Kehilangan seseorang yang sangat berarti sungguh suatu hal yang sangat berat dihadapi. Terlebih bila terjadi untuk kesekian kalinya.Kehilangan yang saya maksud bukan kematian. Kematian adalah hal yang mutlak dan tidak dapat dielak, bukan pula keputusan kita. Kehilangan yang saya maksud adalah ketika seseorang yang sungguh kita cinta dan mencintai kita sepenuh hati, lebih memilih melepaskan kita. Ya... ketika cinta menjadi satu pilihan dan cinta tak berpihak pada kita.
Ketika "mencintai" menjadi suatu pilihan, cinta itu tetap ada dan tak pernah bisa hilang. Hanya saja untuk mewujudkannya dalam suatu kata dan tindakanlah yang dapat kita pilih, apakah hendak kita nyatakan atau cukup rasakan dalam hati saja.
Melepaskan seseorang yang sungguh kita cintai, untuk menjalani apa yang menjadi pilihannya, sesungguhnya adalah satu cara menyatakan cinta yang begitu besar melalui tindakan. Berat. Tapi bisa kita terima bila cinta yang kita miliki memang begitu besarnya.

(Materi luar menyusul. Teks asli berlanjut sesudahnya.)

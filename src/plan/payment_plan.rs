use std::fmt;

use chrono::{Duration, NaiveDate};
use rust_decimal::Decimal;
use serde::{Deserialize, Serialize};

use super::schedule::{compute_installment, generate_schedule, Frequency};
use crate::error::{BillingError, Result};
use crate::money::has_sub_cents;

#[derive(Debug, Clone, Copy, PartialEq, Eq, Serialize, Deserialize)]
#[serde(rename_all = "lowercase")]
pub enum PlanStatus {
    Active,
    Completed,
    Cancelled,
    Defaulted,
}

impl fmt::Display for PlanStatus {
    fn fmt(&self, f: &mut fmt::Formatter<'_>) -> fmt::Result {
        let name = match self {
            PlanStatus::Active => "active",
            PlanStatus::Completed => "completed",
            PlanStatus::Cancelled => "cancelled",
            PlanStatus::Defaulted => "defaulted",
        };
        f.write_str(name)
    }
}

#[derive(Debug, Clone, Copy, PartialEq, Eq, Serialize, Deserialize)]
#[serde(rename_all = "lowercase")]
pub enum TransactionStatus {
    Pending,
    Paid,
}

impl fmt::Display for TransactionStatus {
    fn fmt(&self, f: &mut fmt::Formatter<'_>) -> fmt::Result {
        match self {
            TransactionStatus::Pending => f.write_str("pending"),
            TransactionStatus::Paid => f.write_str("paid"),
        }
    }
}

#[derive(Debug, Clone, PartialEq, Serialize, Deserialize)]
pub struct PaymentPlanTransaction {
    pub id: u32,
    pub installment_number: u32,
    pub due_date: NaiveDate,
    pub amount: Decimal,
    pub status: TransactionStatus,
    #[serde(default, skip_serializing_if = "Option::is_none")]
    pub paid_date: Option<NaiveDate>,
}

impl PaymentPlanTransaction {
    pub fn is_paid(&self) -> bool {
        self.status == TransactionStatus::Paid
    }
}

/// Parameters for a new plan, checked by [`PaymentPlan::new`].
#[derive(Debug, Clone)]
pub struct NewPlan {
    pub member: String,
    pub description: Option<String>,
    pub total_amount: Decimal,
    pub num_installments: u32,
    pub frequency: Frequency,
    pub first_payment_date: NaiveDate,
}

#[derive(Debug, Clone, PartialEq, Serialize, Deserialize)]
pub struct PaymentPlan {
    pub id: u32,
    pub member: String,
    #[serde(default, skip_serializing_if = "Option::is_none")]
    pub description: Option<String>,
    pub total_amount: Decimal,
    pub num_installments: u32,
    pub frequency: Frequency,
    pub first_payment_date: NaiveDate,
    pub installment_amount: Decimal,
    pub payments_made: u32,
    pub status: PlanStatus,
    pub transactions: Vec<PaymentPlanTransaction>,
}

impl PaymentPlan {
    /// Build a plan with its full schedule. Transaction ids are assigned
    /// sequentially starting at `first_transaction_id`.
    pub fn new(id: u32, first_transaction_id: u32, params: NewPlan) -> Result<Self> {
        if params.total_amount <= Decimal::ZERO {
            return Err(BillingError::InvalidPlanTotal(params.total_amount));
        }
        if has_sub_cents(params.total_amount) {
            return Err(BillingError::SubCentAmount(params.total_amount));
        }
        let installment_amount = compute_installment(params.total_amount, params.num_installments)?;
        let transactions = generate_schedule(
            params.total_amount,
            params.num_installments,
            params.frequency,
            params.first_payment_date,
        )?
        .into_iter()
        .zip(first_transaction_id..)
        .map(|(slot, txn_id)| PaymentPlanTransaction {
            id: txn_id,
            installment_number: slot.installment_number,
            due_date: slot.due_date,
            amount: slot.amount,
            status: TransactionStatus::Pending,
            paid_date: None,
        })
        .collect();

        Ok(Self {
            id,
            member: params.member,
            description: params.description,
            total_amount: params.total_amount,
            num_installments: params.num_installments,
            frequency: params.frequency,
            first_payment_date: params.first_payment_date,
            installment_amount,
            payments_made: 0,
            status: PlanStatus::Active,
            transactions,
        })
    }

    pub fn transaction(&self, txn_id: u32) -> Option<&PaymentPlanTransaction> {
        self.transactions.iter().find(|t| t.id == txn_id)
    }

    pub fn next_due(&self) -> Option<&PaymentPlanTransaction> {
        self.transactions.iter().find(|t| !t.is_paid())
    }

    pub fn amount_paid(&self) -> Decimal {
        self.transactions
            .iter()
            .filter(|t| t.is_paid())
            .map(|t| t.amount)
            .sum()
    }

    pub fn remaining_balance(&self) -> Decimal {
        self.total_amount - self.amount_paid()
    }

    /// Mark one installment paid. Paying an installment that is already paid
    /// is a no-op and returns `false`; `payments_made` is counted once.
    pub fn mark_transaction_paid(&mut self, txn_id: u32, date: NaiveDate) -> Result<bool> {
        if matches!(self.status, PlanStatus::Cancelled | PlanStatus::Completed) {
            let already_paid = self.transaction(txn_id).map(|t| t.is_paid());
            return match already_paid {
                Some(true) => Ok(false),
                Some(false) => Err(BillingError::PlanClosed {
                    id: self.id,
                    status: self.status,
                }),
                None => Err(BillingError::TransactionNotFound(txn_id)),
            };
        }

        let txn = self
            .transactions
            .iter_mut()
            .find(|t| t.id == txn_id)
            .ok_or(BillingError::TransactionNotFound(txn_id))?;

        if txn.is_paid() {
            tracing::debug!(plan = self.id, txn = txn_id, "installment already paid");
            return Ok(false);
        }

        txn.status = TransactionStatus::Paid;
        txn.paid_date = Some(date);
        self.payments_made = (self.payments_made + 1).min(self.num_installments);
        tracing::info!(
            plan = self.id,
            txn = txn_id,
            payments_made = self.payments_made,
            "installment paid"
        );

        if self.payments_made == self.num_installments {
            tracing::info!(plan = self.id, from = %self.status, "payment plan completed");
            self.status = PlanStatus::Completed;
        }
        Ok(true)
    }

    /// Flag an active plan as defaulted when any pending installment is more
    /// than `grace_days` past due. Returns whether the status changed.
    /// A grace period reaching past the calendar's end never expires.
    pub fn assess_default(&mut self, today: NaiveDate, grace_days: u32) -> bool {
        if self.status != PlanStatus::Active {
            return false;
        }
        let grace = Duration::days(grace_days as i64);
        let missed = self
            .transactions
            .iter()
            .find(|t| {
                !t.is_paid()
                    && t.due_date
                        .checked_add_signed(grace)
                        .is_some_and(|deadline| deadline < today)
            });

        match missed {
            Some(txn) => {
                tracing::warn!(
                    plan = self.id,
                    installment = txn.installment_number,
                    due = %txn.due_date,
                    "payment plan defaulted"
                );
                self.status = PlanStatus::Defaulted;
                true
            }
            None => false,
        }
    }

    pub fn cancel(&mut self) -> Result<()> {
        match self.status {
            PlanStatus::Active | PlanStatus::Defaulted => {
                tracing::info!(plan = self.id, from = %self.status, "payment plan cancelled");
                self.status = PlanStatus::Cancelled;
                Ok(())
            }
            from => Err(BillingError::PlanTransition {
                from,
                to: PlanStatus::Cancelled,
            }),
        }
    }
}
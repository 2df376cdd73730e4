mod payment_plan;
mod schedule;

pub use payment_plan::{NewPlan, PaymentPlan, PaymentPlanTransaction, PlanStatus, TransactionStatus};
pub use schedule::{
    check_installment_count, compute_installment, generate_schedule, split_installments, Frequency,
    ScheduledInstallment, MAX_INSTALLMENTS, MIN_INSTALLMENTS,
};
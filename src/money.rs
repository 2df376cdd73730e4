//! Fixed-point money helpers.
//!
//! Every stored amount is a [`Decimal`] rounded to cents. Percentages
//! (tax, commission) are kept as plain percent values, so `10` means 10%.

use std::str::FromStr;

use rust_decimal::{Decimal, RoundingStrategy};

use crate::error::{BillingError, Result};

pub const CENTS: u32 = 2;

/// Largest amount accepted from the command line (one trillion).
pub const MAX_AMOUNT: Decimal = Decimal::from_parts(0xD4A5_1000, 0xE8, 0, false, 0);

/// Round to cents, half away from zero.
pub fn round_cents(value: Decimal) -> Decimal {
    value.round_dp_with_strategy(CENTS, RoundingStrategy::MidpointAwayFromZero)
}

/// Truncate to cents. Used where a remainder is carried elsewhere.
pub fn truncate_cents(value: Decimal) -> Decimal {
    value.round_dp_with_strategy(CENTS, RoundingStrategy::ToZero)
}

/// `value × percent / 100`, rounded to cents.
pub fn percent_of(value: Decimal, percent: Decimal) -> Result<Decimal> {
    let scaled = value.checked_mul(percent).ok_or(BillingError::AmountOverflow)?;
    Ok(round_cents(scaled / Decimal::ONE_HUNDRED))
}

/// True when the amount carries fractions of a cent.
pub fn has_sub_cents(value: Decimal) -> bool {
    value.normalize().scale() > CENTS
}

/// Lenient parse for form-style input: anything non-numeric becomes zero.
pub fn coerce_amount(input: &str) -> Decimal {
    Decimal::from_str(input.trim()).unwrap_or(Decimal::ZERO)
}

/// Strict parse for command-line amounts.
pub fn parse_amount(input: &str) -> Result<Decimal> {
    let value =
        Decimal::from_str(input.trim()).map_err(|_| BillingError::InvalidAmount(input.to_string()))?;
    if value.abs() > MAX_AMOUNT {
        return Err(BillingError::AmountTooLarge(input.to_string()));
    }
    Ok(value)
}

/// Insert thousands separators into a plain integer string: `-1250` → `-1,250`.
pub fn group_thousands(digits: &str) -> String {
    let (sign, digits) = match digits.strip_prefix('-') {
        Some(rest) => ("-", rest),
        None => ("", digits),
    };
    let len = digits.len();
    let mut out = String::with_capacity(len + len / 3 + 1);
    out.push_str(sign);
    for (i, ch) in digits.chars().enumerate() {
        if i > 0 && (len - i) % 3 == 0 {
            out.push(',');
        }
        out.push(ch);
    }
    out
}

/// Format with two decimals and thousands separators: `1234.5` → `1,234.50`.
pub fn format_amount(value: Decimal) -> String {
    let rounded = round_cents(value);
    let negative = rounded.is_sign_negative() && !rounded.is_zero();
    let text = format!("{:.2}", rounded.abs());
    let (whole, frac) = text.split_once('.').unwrap_or((text.as_str(), "00"));
    let grouped = group_thousands(whole);

    if negative {
        format!("-{grouped}.{frac}")
    } else {
        format!("{grouped}.{frac}")
    }
}

/// Currency symbol plus [`format_amount`].
pub fn format_money(value: Decimal, currency_symbol: &str) -> String {
    format!("{currency_symbol}{}", format_amount(value))
}
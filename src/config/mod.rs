mod settings;
mod state;

pub use settings::{AffiliateSettings, ApiSettings, BillingSettings, Config, League, PlanSettings};
pub use state::{Counter, State};

use crate::error::{BillingError, Result};
use directories::ProjectDirs;
use std::fs;
use std::path::{Path, PathBuf};

/// Get the config directory path (~/.league/)
pub fn config_dir() -> Result<PathBuf> {
    // First try XDG-style directories
    if let Some(proj_dirs) = ProjectDirs::from("", "", "league") {
        return Ok(proj_dirs.config_dir().to_path_buf());
    }

    // Fallback to ~/.league/
    let home = std::env::var_os("HOME").map(PathBuf::from).ok_or_else(|| {
        BillingError::Io(std::io::Error::new(
            std::io::ErrorKind::NotFound,
            "Could not determine home directory",
        ))
    })?;

    Ok(home.join(".league"))
}

/// Fail early when the config directory has not been initialized
pub fn ensure_initialized(config_dir: &Path) -> Result<()> {
    if !config_dir.exists() {
        return Err(BillingError::ConfigNotFound(config_dir.to_path_buf()));
    }
    Ok(())
}

/// Load the main config.toml
pub fn load_config(config_dir: &Path) -> Result<Config> {
    let path = config_dir.join("config.toml");
    if !path.exists() {
        return Err(BillingError::ConfigFileNotFound(path));
    }
    let content = fs::read_to_string(&path)?;
    toml::from_str(&content).map_err(|e| BillingError::ConfigParse { path, source: e })
}

/// Load state.toml (creates default if missing)
pub fn load_state(config_dir: &Path) -> Result<State> {
    let path = config_dir.join("state.toml");
    if !path.exists() {
        return Ok(State::default());
    }
    let content = fs::read_to_string(&path)?;
    toml::from_str(&content).map_err(|e| BillingError::ConfigParse { path, source: e })
}

/// Save state.toml
pub fn save_state(config_dir: &Path, state: &State) -> Result<()> {
    let path = config_dir.join("state.toml");
    let content = toml::to_string_pretty(state)?;
    fs::write(&path, content)?;
    tracing::debug!(path = %path.display(), "state saved");
    Ok(())
}

/// Create the config directory and write config.toml from the template
pub fn init_config_dir(config_dir: &Path) -> Result<()> {
    if config_dir.exists() {
        return Err(BillingError::AlreadyInitialized(config_dir.to_path_buf()));
    }
    fs::create_dir_all(config_dir)?;
    fs::write(config_dir.join("config.toml"), CONFIG_TEMPLATE)?;
    save_state(config_dir, &State::default())?;
    tracing::info!(path = %config_dir.display(), "config directory initialized");
    Ok(())
}

/// Template content for config.toml
pub const CONFIG_TEMPLATE: &str = r#"[league]
name = "Your Basketball League"
email = "billing@yourleague.org"
# address = "100 Court Street, Springfield"   # optional
# phone = "+1-555-123-4567"                   # optional

[billing]
number_format = "INV-{year}-{seq:04}"  # e.g., INV-2026-0001
currency = "USD"
currency_symbol = "$"
due_days = 30
tax_rate = 0.0  # percent, e.g., 8.25

[plans]
grace_days = 15  # days past due before a payment plan defaults

[affiliates]
commission_rate = 10.0  # percent of each referred registration
minimum_payout = 50.0

[api]
# base_url = "https://league.example.org"
# token = "..."        # or set LEAGUE_API_TOKEN
"#;
use tracing_subscriber::EnvFilter;

pub const LOG_ENV: &str = "LEAGUE_LOG";

/// Initialize tracing on stderr so command output on stdout stays clean.
///
/// `LEAGUE_LOG` wins when set; otherwise verbosity picks the level
/// (0 = warn, 1 = info, 2+ = debug).
pub fn init_tracing(verbosity: u8) {
    let fallback = match verbosity {
        0 => "warn",
        1 => "info",
        _ => "debug",
    };
    let filter = EnvFilter::try_from_env(LOG_ENV).unwrap_or_else(|_| EnvFilter::new(fallback));

    // A second init (tests, embedding) keeps the first subscriber.
    let _ = tracing_subscriber::fmt()
        .with_env_filter(filter)
        .with_writer(std::io::stderr)
        .with_target(false)
        .try_init();
}
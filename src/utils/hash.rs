//! SHA-256 content digesting.
//!
//! Small files are read whole; files at or above the caller's threshold are
//! digested through a memory mapping.

use memmap2::MmapOptions;
use sha2::{Digest, Sha256};
use std::fs::File;
use std::path::Path;

/// Computes the hex-encoded SHA-256 digest of raw bytes.
#[must_use]
pub fn hash_bytes(data: &[u8]) -> String {
    to_hex(&Sha256::digest(data))
}

/// Computes the hex-encoded SHA-256 digest of a file's content.
///
/// Empty files digest to the hash of empty input. Files smaller than
/// `mmap_threshold` are read directly; larger files are memory-mapped.
///
/// # Errors
/// Returns an error if the file cannot be opened or fully read. No partial
/// digest is ever produced.
pub fn hash_file(path: &Path, mmap_threshold: u64) -> std::io::Result<String> {
    let file = File::open(path)?;
    let metadata = file.metadata()?;

    if metadata.len() == 0 {
        return Ok(hash_bytes(b""));
    }

    if metadata.len() < mmap_threshold {
        let content = std::fs::read(path)?;
        Ok(hash_bytes(&content))
    } else {
        let mmap = unsafe { MmapOptions::new().map(&file)? };
        Ok(hash_bytes(&mmap))
    }
}

/// Lowercase hex encoding of a digest.
fn to_hex(bytes: &[u8]) -> String {
    use std::fmt::Write;
    bytes.iter().fold(
        String::with_capacity(bytes.len() * 2),
        |mut out, byte| {
            let _ = write!(out, "{byte:02x}");
            out
        },
    )
}
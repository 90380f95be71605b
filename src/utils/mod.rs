//! Content digesting and path helpers.
//!
//! # Submodules
//!
//! - [`hash`]: SHA-256 content digesting

/// SHA-256 content digesting.
pub mod hash;

use anyhow::Result;
use chrono::{DateTime, Utc};
use std::path::{Path, PathBuf};
use std::time::SystemTime;

/// Expands a path starting with `~` to the user's home directory.
///
/// # Errors
///
/// Returns an error if the path is empty.
pub fn expand_tilde(path: &str) -> Result<PathBuf> {
    if path.is_empty() {
        anyhow::bail!("Path cannot be empty");
    }
    if path.starts_with("~/")
        && let Some(home) = dirs::home_dir()
    {
        return Ok(home.join(&path[2..]));
    }
    Ok(PathBuf::from(path))
}

/// Converts a filesystem timestamp to UTC at full precision.
///
/// The same conversion is applied when a file is observed and when its
/// record is written, so exact equality between the two is stable across
/// runs and host timezones.
#[must_use]
pub fn system_time_to_utc(time: SystemTime) -> DateTime<Utc> {
    DateTime::<Utc>::from(time)
}

/// Determines if a given path should be ignored based on provided patterns.
///
/// Supported forms: exact path-component match, `*suffix`, `prefix*`, and
/// `*contains*`.
#[must_use]
pub fn should_ignore(path: &Path, patterns: &[String]) -> bool {
    let path_str = path.to_string_lossy();

    for pattern in patterns {
        if pattern.starts_with('*') && pattern.ends_with('*') && pattern.len() > 1 {
            let search = &pattern[1..pattern.len() - 1];
            if path_str.contains(search) {
                return true;
            }
        } else if let Some(suffix) = pattern.strip_prefix('*') {
            if path_str.ends_with(suffix) {
                return true;
            }
        } else if let Some(prefix) = pattern.strip_suffix('*') {
            if path_str.starts_with(prefix) {
                return true;
            }
        } else if path_str == pattern.as_str()
            || path.components().any(|c| c.as_os_str() == pattern.as_str())
        {
            return true;
        }
    }

    false
}

#[cfg(test)]
mod tests {
    use super::*;

    #[test]
    fn test_expand_tilde_plain_path() -> Result<()> {
        let path = expand_tilde("/etc/hosts")?;
        assert_eq!(path, PathBuf::from("/etc/hosts"));
        Ok(())
    }

    #[test]
    fn test_expand_tilde_home() -> Result<()> {
        let path = expand_tilde("~/notes.txt")?;
        assert!(path.ends_with("notes.txt"));
        assert!(!path.to_string_lossy().contains('~'));
        Ok(())
    }

    #[test]
    fn test_expand_tilde_empty() {
        assert!(expand_tilde("").is_err());
    }

    #[test]
    fn test_should_ignore_component() {
        let patterns = vec![".git".to_string()];
        assert!(should_ignore(Path::new("/home/u/.git/config"), &patterns));
        assert!(!should_ignore(Path::new("/home/u/src/main.rs"), &patterns));
    }

    #[test]
    fn test_should_ignore_suffix() {
        let patterns = vec!["*.tmp".to_string()];
        assert!(should_ignore(Path::new("/tmp/a.tmp"), &patterns));
        assert!(!should_ignore(Path::new("/tmp/a.txt"), &patterns));
    }

    #[test]
    fn test_should_ignore_contains() {
        let patterns = vec!["*cache*".to_string()];
        assert!(should_ignore(Path::new("/home/u/.cache/x"), &patterns));
        assert!(!should_ignore(Path::new("/home/u/docs/x"), &patterns));
    }

    #[test]
    fn test_system_time_to_utc_round_trip_equality() {
        let now = SystemTime::now();
        assert_eq!(system_time_to_utc(now), system_time_to_utc(now));
    }
}
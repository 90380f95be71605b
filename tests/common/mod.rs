use anyhow::Result;
use driftscan::ScanContext;
use driftscan::config::Config;
use std::path::PathBuf;
use tempfile::TempDir;

/// Scan sandbox fixture: a temp tree to scan plus a manifest location.
pub struct ScanSandbox {
    pub temp_dir: TempDir,
    pub manifest_path: PathBuf,
}

impl ScanSandbox {
    /// Create a sandbox with an empty scan tree and no manifest yet.
    pub fn new() -> Result<Self> {
        let temp_dir = TempDir::new()?;
        std::fs::create_dir(temp_dir.path().join("tree"))?;
        Ok(Self {
            manifest_path: temp_dir.path().join("manifest.db"),
            temp_dir,
        })
    }

    /// The root directory scans run against.
    pub fn root(&self) -> PathBuf {
        self.temp_dir.path().join("tree")
    }

    /// A context scanning the sandbox tree against the sandbox manifest.
    pub fn context(&self, update: bool, verbose: bool) -> Result<ScanContext> {
        let roots = vec![self.root().to_string_lossy().to_string()];
        ScanContext::with_config(
            &roots,
            Config::default(),
            update,
            verbose,
            Some(self.manifest_path.clone()),
        )
    }

    /// Write a file under the scan tree, creating parent directories.
    pub fn write_file(&self, name: &str, contents: &[u8]) -> Result<PathBuf> {
        let path = self.root().join(name);
        if let Some(parent) = path.parent() {
            std::fs::create_dir_all(parent)?;
        }
        std::fs::write(&path, contents)?;
        Ok(path)
    }
}
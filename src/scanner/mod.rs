//! Lazy depth-first filesystem traversal.
//!
//! [`Walk`] yields one [`ObservedEntry`] per filesystem entry under a root,
//! in depth-first order. The sequence is finite and not restartable. An
//! error on one entry is yielded in place of it; enumeration of the
//! remaining entries continues, and the caller decides whether to keep
//! going (the scan driver does).

use crate::config::TrackingConfig;
use crate::utils::{should_ignore, system_time_to_utc};
use chrono::{DateTime, Utc};
use std::path::{Path, PathBuf};
use walkdir::WalkDir;

/// One traversal step: the live state of a single filesystem entry.
///
/// Never persisted; consumed by the engine immediately and discarded.
#[derive(Debug, Clone, PartialEq, Eq)]
pub struct ObservedEntry {
    /// Path of the entry.
    pub path: PathBuf,
    /// Size in bytes, as reported by the filesystem.
    pub size: u64,
    /// Modification time, normalized to UTC at full precision.
    pub modified: DateTime<Utc>,
    /// Whether the entry is a directory (directories are never classified).
    pub is_dir: bool,
}

/// A traversal error scoped to a single entry.
#[derive(Debug, thiserror::Error)]
pub enum ScanError {
    /// The entry could not be enumerated or stat'ed during the walk.
    #[error("traversal failed: {0}")]
    Walk(#[from] walkdir::Error),

    /// The entry's modification time could not be read.
    #[error("failed to read modification time for {}: {source}", path.display())]
    Mtime {
        /// Path of the affected entry.
        path: PathBuf,
        /// Underlying I/O error.
        source: std::io::Error,
    },
}

/// Lazy depth-first walk of one root.
pub struct Walk {
    /// Underlying walkdir iterator.
    it: walkdir::IntoIter,
    /// Patterns pruning entries (and their subtrees, for directories).
    ignore_patterns: Vec<String>,
}

impl Walk {
    /// Starts a walk rooted at `root`. Symlink following and ignore
    /// patterns come from the tracking configuration.
    #[must_use]
    pub fn new(root: &Path, tracking: &TrackingConfig) -> Self {
        Self {
            it: WalkDir::new(root)
                .follow_links(tracking.follow_symlinks)
                .into_iter(),
            ignore_patterns: tracking.ignore_patterns.clone(),
        }
    }
}

impl Iterator for Walk {
    type Item = Result<ObservedEntry, ScanError>;

    fn next(&mut self) -> Option<Self::Item> {
        loop {
            let entry = match self.it.next()? {
                Ok(entry) => entry,
                Err(e) => return Some(Err(ScanError::Walk(e))),
            };

            if should_ignore(entry.path(), &self.ignore_patterns) {
                if entry.file_type().is_dir() {
                    self.it.skip_current_dir();
                }
                continue;
            }

            let metadata = match entry.metadata() {
                Ok(metadata) => metadata,
                Err(e) => return Some(Err(ScanError::Walk(e))),
            };

            let modified = match metadata.modified() {
                Ok(time) => system_time_to_utc(time),
                Err(source) => {
                    return Some(Err(ScanError::Mtime {
                        path: entry.into_path(),
                        source,
                    }));
                }
            };

            return Some(Ok(ObservedEntry {
                is_dir: metadata.is_dir(),
                size: metadata.len(),
                modified,
                path: entry.into_path(),
            }));
        }
    }
}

Aku sedang mengalaminya dan aku akan melewatinya. Masih selalu terbayang semua hal tentang dia. Tidak akan pernah hilang "kabut atau asap?" itu. Kebahagiaannya sungguh menjadi bahagiaku. Aku lanjutkan hidup bersama dia dalam hatiku.
Aku memilih dia dan hanya dia karena memang hanya ada dia dihatiku.